Optimization answer template
When asked "how would you make this kernel faster?", do not list tricks. Walk the loop, aiming each step at the confirmed wall:
- Classify. Count bytes moved and FLOPs done; compute intensity and compare to the ridge point. Memory-bound or compute-bound? This decides everything that follows.
- Coalesce. Ensure
threadIdx.xmaps to consecutive addresses so the warp's accesses collapse into minimal, fully-used transactions. Vectorize (float4) where alignment allows. - Reuse. If a value is read more than once, stage it on-chip — shared memory tiles, then registers / micro-tiles — to raise intensity and stop re-fetching from HBM.
- Fuse. Combine adjacent kernels so an intermediate is produced and consumed while still on-chip, eliminating a full HBM round trip. For many tiny kernels, fuse or capture as a CUDA Graph to kill launch overhead.
- Reduce contention. Replace global atomics with privatized accumulation; remove unnecessary barriers and fix bank conflicts (pad the leading dimension); restructure branches to keep warps uniform.

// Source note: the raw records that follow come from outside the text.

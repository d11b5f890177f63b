//! Newline-delimited text framing over a byte stream.
//!
//! TCP is a *stream* protocol: one `read()` may return half a line, or three
//! lines at once.  [`LineCodec`] keeps the bytes that have not yet formed a
//! complete line in an internal buffer and hands out whole lines only.
//!
//! # Timeouts
//!
//! [`LineCodec::read_line`] waits at most the given duration.  When the time
//! runs out it reports [`ReadOutcome::TimedOut`] and keeps any partial line
//! buffered, so nothing is lost when the next call completes the line.
//!
//! The only `.await` inside `read_line` is a single `read()` into a scratch
//! buffer, which makes the future safe to cancel from a `tokio::select!`.

use std::io;
use std::time::Duration;

use aprs_core::protocol::LINE_TERMINATOR;
use tokio::io::{AsyncRead, AsyncReadExt, AsyncWrite, AsyncWriteExt};
use tokio::time::{self, Instant};

/// Bytes requested from the socket per `read()`.
const READ_CHUNK: usize = 1024;

/// Longest line accepted before the stream is treated as corrupt.
pub const MAX_LINE_LENGTH: usize = 8 * 1024;

/// Result of a single [`LineCodec::read_line`] call.
#[derive(Debug)]
pub enum ReadOutcome {
    /// One complete line, including its LF (and CR, if the peer sent one).
    Line(String),
    /// No complete line arrived within the timeout.
    TimedOut,
    /// The socket failed or the peer closed the connection.
    Failed(io::Error),
}

/// Line reader/writer wrapping any async byte stream.
#[derive(Debug)]
pub struct LineCodec<S> {
    stream: S,
    buffer: Vec<u8>,
}

impl<S> LineCodec<S>
where
    S: AsyncRead + AsyncWrite + Unpin,
{
    /// Wraps `stream` with an empty receive buffer.
    pub fn new(stream: S) -> Self {
        Self {
            stream,
            buffer: Vec::with_capacity(READ_CHUNK),
        }
    }

    /// Reads one LF-terminated line, waiting at most `timeout`.
    ///
    /// A zero timeout still returns a line that is already buffered or
    /// immediately readable.
    pub async fn read_line(&mut self, timeout: Duration) -> ReadOutcome {
        let deadline = Instant::now() + timeout;
        let mut chunk = [0u8; READ_CHUNK];

        loop {
            if let Some(line) = self.take_line() {
                return ReadOutcome::Line(line);
            }
            if self.buffer.len() > MAX_LINE_LENGTH {
                return ReadOutcome::Failed(io::Error::new(
                    io::ErrorKind::InvalidData,
                    format!("line exceeds {MAX_LINE_LENGTH} bytes"),
                ));
            }

            match time::timeout_at(deadline, self.stream.read(&mut chunk)).await {
                Err(_) => return ReadOutcome::TimedOut,
                Ok(Ok(0)) => {
                    return ReadOutcome::Failed(io::Error::new(
                        io::ErrorKind::UnexpectedEof,
                        "connection closed by peer",
                    ))
                }
                Ok(Ok(n)) => self.buffer.extend_from_slice(&chunk[..n]),
                Ok(Err(e)) => return ReadOutcome::Failed(e),
            }
        }
    }

    /// Writes `text` followed by CR LF and flushes.
    ///
    /// # Errors
    ///
    /// Any I/O error means the connection is no longer usable.
    pub async fn write_line(&mut self, text: &str) -> io::Result<()> {
        let mut wire = String::with_capacity(text.len() + LINE_TERMINATOR.len());
        wire.push_str(text);
        wire.push_str(LINE_TERMINATOR);
        self.write_frame(wire.as_bytes()).await
    }

    /// Writes `data` verbatim and flushes.
    ///
    /// # Errors
    ///
    /// Any I/O error means the connection is no longer usable.
    pub async fn write_frame(&mut self, data: &[u8]) -> io::Result<()> {
        self.stream.write_all(data).await?;
        self.stream.flush().await
    }

    /// Shuts down the write side and drops any buffered input.
    pub async fn close(&mut self) {
        self.buffer.clear();
        // The peer may already be gone; there is nothing useful to do with
        // a shutdown error.
        let _ = self.stream.shutdown().await;
    }

    /// Bytes received but not yet returned as a line.
    pub fn buffered(&self) -> usize {
        self.buffer.len()
    }

    fn take_line(&mut self) -> Option<String> {
        let end = self.buffer.iter().position(|&b| b == b'\n')?;
        let raw: Vec<u8> = self.buffer.drain(..=end).collect();
        Some(String::from_utf8_lossy(&raw).into_owned())
    }
}

// ── Tests ─────────────────────────────────────────────────────────────────────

- Measure. Time with CUDA events, profile with Nsight, and confirm the bottleneck moved. Re-classify and repeat from step 1. The loop ends when the kernel is bound by a resource you cannot cheaply reduce.
Find the wall, reduce traffic or serialization against that wall, re-measure to see where the wall moved. Every snippet above is one concrete way to push on one specific wall — coalescing and float4 for bandwidth, shuffles and tiling for on-chip reuse, privatization for contention, graphs for launch overhead, events to prove it worked.